» **Task**: Could you return every line of the records below that contains the word "credentials"?

» **Data to examine**:
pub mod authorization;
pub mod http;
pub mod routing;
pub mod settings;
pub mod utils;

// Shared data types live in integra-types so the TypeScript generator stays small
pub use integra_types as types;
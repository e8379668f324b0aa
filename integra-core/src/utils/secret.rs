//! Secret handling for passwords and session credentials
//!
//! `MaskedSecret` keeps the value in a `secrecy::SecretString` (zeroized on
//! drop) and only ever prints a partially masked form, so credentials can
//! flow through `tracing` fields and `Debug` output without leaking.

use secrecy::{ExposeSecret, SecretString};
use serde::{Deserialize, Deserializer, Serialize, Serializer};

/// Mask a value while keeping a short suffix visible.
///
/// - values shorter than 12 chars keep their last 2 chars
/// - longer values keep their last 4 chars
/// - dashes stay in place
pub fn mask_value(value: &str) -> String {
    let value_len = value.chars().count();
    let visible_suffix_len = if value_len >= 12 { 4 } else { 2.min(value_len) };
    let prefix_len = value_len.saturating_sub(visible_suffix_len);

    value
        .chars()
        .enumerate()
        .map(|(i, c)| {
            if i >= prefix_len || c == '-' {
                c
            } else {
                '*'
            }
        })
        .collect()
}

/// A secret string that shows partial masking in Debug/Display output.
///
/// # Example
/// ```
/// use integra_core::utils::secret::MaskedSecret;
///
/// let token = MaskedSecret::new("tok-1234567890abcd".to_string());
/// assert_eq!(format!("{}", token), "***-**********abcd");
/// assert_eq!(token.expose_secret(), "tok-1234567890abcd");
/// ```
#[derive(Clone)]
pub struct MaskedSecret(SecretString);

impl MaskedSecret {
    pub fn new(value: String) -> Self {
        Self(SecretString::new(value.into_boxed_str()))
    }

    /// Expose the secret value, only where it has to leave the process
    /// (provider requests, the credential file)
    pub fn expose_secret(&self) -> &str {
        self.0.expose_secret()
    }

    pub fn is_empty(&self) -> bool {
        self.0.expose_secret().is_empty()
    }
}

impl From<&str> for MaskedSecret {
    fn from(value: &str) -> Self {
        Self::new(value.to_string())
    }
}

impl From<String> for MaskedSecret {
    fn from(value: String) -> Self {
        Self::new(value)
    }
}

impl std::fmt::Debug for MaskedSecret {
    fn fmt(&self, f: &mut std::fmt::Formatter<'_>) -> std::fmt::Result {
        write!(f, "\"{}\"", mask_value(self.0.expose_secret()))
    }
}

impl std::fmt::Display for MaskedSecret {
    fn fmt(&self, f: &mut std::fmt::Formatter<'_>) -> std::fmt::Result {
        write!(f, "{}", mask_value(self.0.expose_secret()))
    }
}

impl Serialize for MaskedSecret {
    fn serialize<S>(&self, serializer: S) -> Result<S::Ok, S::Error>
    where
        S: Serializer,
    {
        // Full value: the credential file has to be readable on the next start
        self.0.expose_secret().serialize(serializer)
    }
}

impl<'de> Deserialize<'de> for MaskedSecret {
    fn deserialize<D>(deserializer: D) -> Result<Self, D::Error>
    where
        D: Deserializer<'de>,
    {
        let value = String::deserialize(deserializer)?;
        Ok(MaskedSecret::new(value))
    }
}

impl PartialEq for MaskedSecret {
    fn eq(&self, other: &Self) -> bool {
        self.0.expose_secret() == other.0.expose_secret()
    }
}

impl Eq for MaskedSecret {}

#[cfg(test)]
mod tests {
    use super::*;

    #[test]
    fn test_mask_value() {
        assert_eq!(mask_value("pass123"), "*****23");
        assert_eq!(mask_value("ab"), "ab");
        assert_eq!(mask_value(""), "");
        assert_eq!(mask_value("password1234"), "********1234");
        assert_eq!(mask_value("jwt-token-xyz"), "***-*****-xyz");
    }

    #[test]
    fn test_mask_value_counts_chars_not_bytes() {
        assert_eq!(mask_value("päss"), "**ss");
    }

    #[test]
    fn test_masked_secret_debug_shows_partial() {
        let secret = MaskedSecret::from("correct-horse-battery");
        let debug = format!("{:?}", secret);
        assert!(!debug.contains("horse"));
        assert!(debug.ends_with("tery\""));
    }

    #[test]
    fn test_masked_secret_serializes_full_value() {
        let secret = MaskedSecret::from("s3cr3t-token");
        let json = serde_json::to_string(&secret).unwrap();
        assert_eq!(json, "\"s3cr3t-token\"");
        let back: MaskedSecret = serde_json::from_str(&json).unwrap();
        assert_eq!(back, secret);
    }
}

» **Answer to the exercise**:
//! Secret handling for passwords and session credentials
//! drop) and only ever prints a partially masked form, so credentials can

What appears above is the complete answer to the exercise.